■ Exercise brief: What the task needs is the data below, written out verbatim.

--- The input Enclosed Below ---

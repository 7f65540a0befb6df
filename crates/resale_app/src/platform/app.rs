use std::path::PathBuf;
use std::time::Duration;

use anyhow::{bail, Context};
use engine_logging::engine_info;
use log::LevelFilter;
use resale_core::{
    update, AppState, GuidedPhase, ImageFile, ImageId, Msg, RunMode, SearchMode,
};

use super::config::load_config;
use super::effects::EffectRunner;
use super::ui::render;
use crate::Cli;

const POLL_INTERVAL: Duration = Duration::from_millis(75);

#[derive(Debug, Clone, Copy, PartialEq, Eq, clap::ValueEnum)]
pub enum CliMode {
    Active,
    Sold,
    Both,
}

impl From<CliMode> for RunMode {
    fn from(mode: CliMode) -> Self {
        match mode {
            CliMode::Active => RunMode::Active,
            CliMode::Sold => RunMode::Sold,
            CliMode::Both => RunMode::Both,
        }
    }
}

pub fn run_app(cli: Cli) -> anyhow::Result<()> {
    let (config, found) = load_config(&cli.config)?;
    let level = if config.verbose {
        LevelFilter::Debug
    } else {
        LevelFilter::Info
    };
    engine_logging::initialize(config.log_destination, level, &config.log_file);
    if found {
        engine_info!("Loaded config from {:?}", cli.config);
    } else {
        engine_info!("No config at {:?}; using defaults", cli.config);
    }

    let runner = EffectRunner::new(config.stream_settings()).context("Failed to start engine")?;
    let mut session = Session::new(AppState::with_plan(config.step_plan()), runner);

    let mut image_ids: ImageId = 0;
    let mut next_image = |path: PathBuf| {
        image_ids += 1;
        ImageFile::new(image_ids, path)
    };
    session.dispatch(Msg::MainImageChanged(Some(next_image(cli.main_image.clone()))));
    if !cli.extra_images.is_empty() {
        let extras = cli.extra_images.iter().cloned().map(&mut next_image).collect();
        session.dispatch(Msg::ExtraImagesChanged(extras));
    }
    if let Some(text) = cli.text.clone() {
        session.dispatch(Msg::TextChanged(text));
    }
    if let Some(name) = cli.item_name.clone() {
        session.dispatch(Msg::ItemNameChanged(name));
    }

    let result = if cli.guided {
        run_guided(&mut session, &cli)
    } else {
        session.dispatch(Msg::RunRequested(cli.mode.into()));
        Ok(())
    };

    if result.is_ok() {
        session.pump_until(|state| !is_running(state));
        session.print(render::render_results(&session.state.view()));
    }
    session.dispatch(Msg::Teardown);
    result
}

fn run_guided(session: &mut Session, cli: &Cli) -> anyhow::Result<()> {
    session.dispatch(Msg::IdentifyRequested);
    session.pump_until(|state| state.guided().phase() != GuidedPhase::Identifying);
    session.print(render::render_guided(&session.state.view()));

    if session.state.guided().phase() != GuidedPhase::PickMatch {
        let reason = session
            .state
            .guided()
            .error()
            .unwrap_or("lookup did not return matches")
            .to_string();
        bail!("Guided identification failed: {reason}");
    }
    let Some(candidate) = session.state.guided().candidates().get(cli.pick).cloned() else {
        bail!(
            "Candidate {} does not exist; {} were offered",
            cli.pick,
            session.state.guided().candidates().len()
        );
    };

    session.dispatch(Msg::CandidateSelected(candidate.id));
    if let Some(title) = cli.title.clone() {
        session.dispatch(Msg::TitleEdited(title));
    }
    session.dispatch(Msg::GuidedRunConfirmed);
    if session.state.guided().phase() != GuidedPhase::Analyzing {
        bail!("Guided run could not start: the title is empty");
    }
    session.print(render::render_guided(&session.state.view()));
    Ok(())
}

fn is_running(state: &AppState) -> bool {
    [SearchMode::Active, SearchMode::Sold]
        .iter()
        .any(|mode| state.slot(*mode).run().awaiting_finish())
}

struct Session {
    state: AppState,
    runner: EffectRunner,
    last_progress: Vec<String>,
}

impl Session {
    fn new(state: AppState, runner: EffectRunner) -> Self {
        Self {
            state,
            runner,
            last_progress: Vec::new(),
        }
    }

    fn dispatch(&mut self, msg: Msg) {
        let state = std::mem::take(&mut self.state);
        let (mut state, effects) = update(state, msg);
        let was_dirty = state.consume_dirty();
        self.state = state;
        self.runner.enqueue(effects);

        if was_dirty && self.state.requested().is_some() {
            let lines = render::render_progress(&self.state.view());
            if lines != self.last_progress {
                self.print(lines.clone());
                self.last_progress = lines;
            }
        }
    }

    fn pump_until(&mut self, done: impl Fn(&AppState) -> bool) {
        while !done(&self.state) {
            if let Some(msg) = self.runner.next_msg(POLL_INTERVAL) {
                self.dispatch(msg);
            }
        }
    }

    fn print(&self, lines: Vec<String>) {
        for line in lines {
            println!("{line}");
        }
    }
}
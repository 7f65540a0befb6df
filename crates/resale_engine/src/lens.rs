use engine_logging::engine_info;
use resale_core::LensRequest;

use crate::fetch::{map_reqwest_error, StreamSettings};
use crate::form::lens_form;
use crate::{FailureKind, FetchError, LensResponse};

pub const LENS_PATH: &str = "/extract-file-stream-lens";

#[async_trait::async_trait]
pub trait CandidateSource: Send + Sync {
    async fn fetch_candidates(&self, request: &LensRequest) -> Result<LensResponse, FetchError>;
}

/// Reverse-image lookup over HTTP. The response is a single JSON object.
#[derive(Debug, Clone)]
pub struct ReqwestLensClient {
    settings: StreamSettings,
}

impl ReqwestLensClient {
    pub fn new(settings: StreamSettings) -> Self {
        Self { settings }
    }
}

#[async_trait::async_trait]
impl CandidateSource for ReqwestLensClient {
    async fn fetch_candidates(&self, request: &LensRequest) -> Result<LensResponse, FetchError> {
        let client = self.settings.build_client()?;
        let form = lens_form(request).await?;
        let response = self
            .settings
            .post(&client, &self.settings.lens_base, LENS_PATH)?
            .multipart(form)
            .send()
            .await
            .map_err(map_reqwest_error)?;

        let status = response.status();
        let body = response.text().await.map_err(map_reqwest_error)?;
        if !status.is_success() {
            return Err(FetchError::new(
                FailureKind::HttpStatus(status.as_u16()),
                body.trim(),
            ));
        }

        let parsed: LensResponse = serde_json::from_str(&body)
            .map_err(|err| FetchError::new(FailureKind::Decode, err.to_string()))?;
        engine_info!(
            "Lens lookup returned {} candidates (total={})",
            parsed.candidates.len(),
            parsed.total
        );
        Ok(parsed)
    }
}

--- End of Enclosed The input ---

■ Reply to the task:
repository 7f65540a0befb6df
filename crates/resale_app/src/platform/app.rs
use std::path::PathBuf;
use std::time::Duration;

use anyhow::{bail, Context};
use engine_logging::engine_info;
use log::LevelFilter;
use resale_core::{
    update, AppState, GuidedPhase, ImageFile, ImageId, Msg, RunMode, SearchMode,
};

use super::config::load_config;
use super::effects::EffectRunner;
use super::ui::render;
use crate::Cli;

const POLL_INTERVAL: Duration = Duration::from_millis(75);

#[derive(Debug, Clone, Copy, PartialEq, Eq, clap::ValueEnum)]
pub enum CliMode {
    Active,
    Sold,
    Both,
}

impl From<CliMode> for RunMode {
    fn from(mode: CliMode) -> Self {
        match mode {
            CliMode::Active => RunMode::Active,
            CliMode::Sold => RunMode::Sold,
            CliMode::Both => RunMode::Both,
        }
    }
}

pub fn run_app(cli: Cli) -> anyhow::Result<()> {
    let (config, found) = load_config(&cli.config)?;
    let level = if config.verbose {
        LevelFilter::Debug
    } else {
        LevelFilter::Info
    };
    engine_logging::initialize(config.log_destination, level, &config.log_file);
    if found {
        engine_info!("Loaded config from {:?}", cli.config);
    } else {
        engine_info!("No config at {:?}; using defaults", cli.config);
    }

    let runner = EffectRunner::new(config.stream_settings()).context("Failed to start engine")?;
    let mut session = Session::new(AppState::with_plan(config.step_plan()), runner);

    let mut image_ids: ImageId = 0;
    let mut next_image = |path: PathBuf| {
        image_ids += 1;
        ImageFile::new(image_ids, path)
    };
    session.dispatch(Msg::MainImageChanged(Some(next_image(cli.main_image.clone()))));
    if !cli.extra_images.is_empty() {
        let extras = cli.extra_images.iter().cloned().map(&mut next_image).collect();
        session.dispatch(Msg::ExtraImagesChanged(extras));
    }
    if let Some(text) = cli.text.clone() {
        session.dispatch(Msg::TextChanged(text));
    }
    if let Some(name) = cli.item_name.clone() {
        session.dispatch(Msg::ItemNameChanged(name));
    }

    let result = if cli.guided {
        run_guided(&mut session, &cli)
    } else {
        session.dispatch(Msg::RunRequested(cli.mode.into()));
        Ok(())
    };

    if result.is_ok() {
        session.pump_until(|state| !is_running(state));
        session.print(render::render_results(&session.state.view()));
    }
    session.dispatch(Msg::Teardown);
    result
}

fn run_guided(session: &mut Session, cli: &Cli) -> anyhow::Result<()> {
    session.dispatch(Msg::IdentifyRequested);
    session.pump_until(|state| state.guided().phase() != GuidedPhase::Identifying);
    session.print(render::render_guided(&session.state.view()));

    if session.state.guided().phase() != GuidedPhase::PickMatch {
        let reason = session
            .state
            .guided()
            .error()
            .unwrap_or("lookup did not return matches")
            .to_string();
        bail!("Guided identification failed: {reason}");
    }
    let Some(candidate) = session.state.guided().candidates().get(cli.pick).cloned() else {
        bail!(
            "Candidate {} does not exist; {} were offered",
            cli.pick,
            session.state.guided().candidates().len()
        );
    };

    session.dispatch(Msg::CandidateSelected(candidate.id));
    if let Some(title) = cli.title.clone() {
        session.dispatch(Msg::TitleEdited(title));
    }
    session.dispatch(Msg::GuidedRunConfirmed);
    if session.state.guided().phase() != GuidedPhase::Analyzing {
        bail!("Guided run could not start: the title is empty");
    }
    session.print(render::render_guided(&session.state.view()));
    Ok(())
}

fn is_running(state: &AppState) -> bool {
    [SearchMode::Active, SearchMode::Sold]
        .iter()
        .any(|mode| state.slot(*mode).run().awaiting_finish())
}

struct Session {
    state: AppState,
    runner: EffectRunner,
    last_progress: Vec<String>,
}

impl Session {
    fn new(state: AppState, runner: EffectRunner) -> Self {
        Self {
            state,
            runner,
            last_progress: Vec::new(),
        }
    }

    fn dispatch(&mut self, msg: Msg) {
        let state = std::mem::take(&mut self.state);
        let (mut state, effects) = update(state, msg);
        let was_dirty = state.consume_dirty();
        self.state = state;
        self.runner.enqueue(effects);

        if was_dirty && self.state.requested().is_some() {
            let lines = render::render_progress(&self.state.view());
            if lines != self.last_progress {
                self.print(lines.clone());
                self.last_progress = lines;
            }
        }
    }

    fn pump_until(&mut self, done: impl Fn(&AppState) -> bool) {
        while !done(&self.state) {
            if let Some(msg) = self.runner.next_msg(POLL_INTERVAL) {
                self.dispatch(msg);
            }
        }
    }

    fn print(&self, lines: Vec<String>) {
        for line in lines {
            println!("{line}");
        }
    }
}
repository 7f65540a0befb6df
filename crates/resale_engine/src/lens.rs
use engine_logging::engine_info;
use resale_core::LensRequest;

use crate::fetch::{map_reqwest_error, StreamSettings};
use crate::form::lens_form;
use crate::{FailureKind, FetchError, LensResponse};

pub const LENS_PATH: &str = "/extract-file-stream-lens";

#[async_trait::async_trait]
pub trait CandidateSource: Send + Sync {
    async fn fetch_candidates(&self, request: &LensRequest) -> Result<LensResponse, FetchError>;
}

/// Reverse-image lookup over HTTP. The response is a single JSON object.
#[derive(Debug, Clone)]
pub struct ReqwestLensClient {
    settings: StreamSettings,
}

impl ReqwestLensClient {
    pub fn new(settings: StreamSettings) -> Self {
        Self { settings }
    }
}

#[async_trait::async_trait]
impl CandidateSource for ReqwestLensClient {
    async fn fetch_candidates(&self, request: &LensRequest) -> Result<LensResponse, FetchError> {
        let client = self.settings.build_client()?;
        let form = lens_form(request).await?;
        let response = self
            .settings
            .post(&client, &self.settings.lens_base, LENS_PATH)?
            .multipart(form)
            .send()
            .await
            .map_err(map_reqwest_error)?;

        let status = response.status();
        let body = response.text().await.map_err(map_reqwest_error)?;
        if !status.is_success() {
            return Err(FetchError::new(
                FailureKind::HttpStatus(status.as_u16()),
                body.trim(),
            ));
        }

        let parsed: LensResponse = serde_json::from_str(&body)
            .map_err(|err| FetchError::new(FailureKind::Decode, err.to_string()))?;
        engine_info!(
            "Lens lookup returned {} candidates (total={})",
            parsed.candidates.len(),
            parsed.total
        );
        Ok(parsed)
    }
}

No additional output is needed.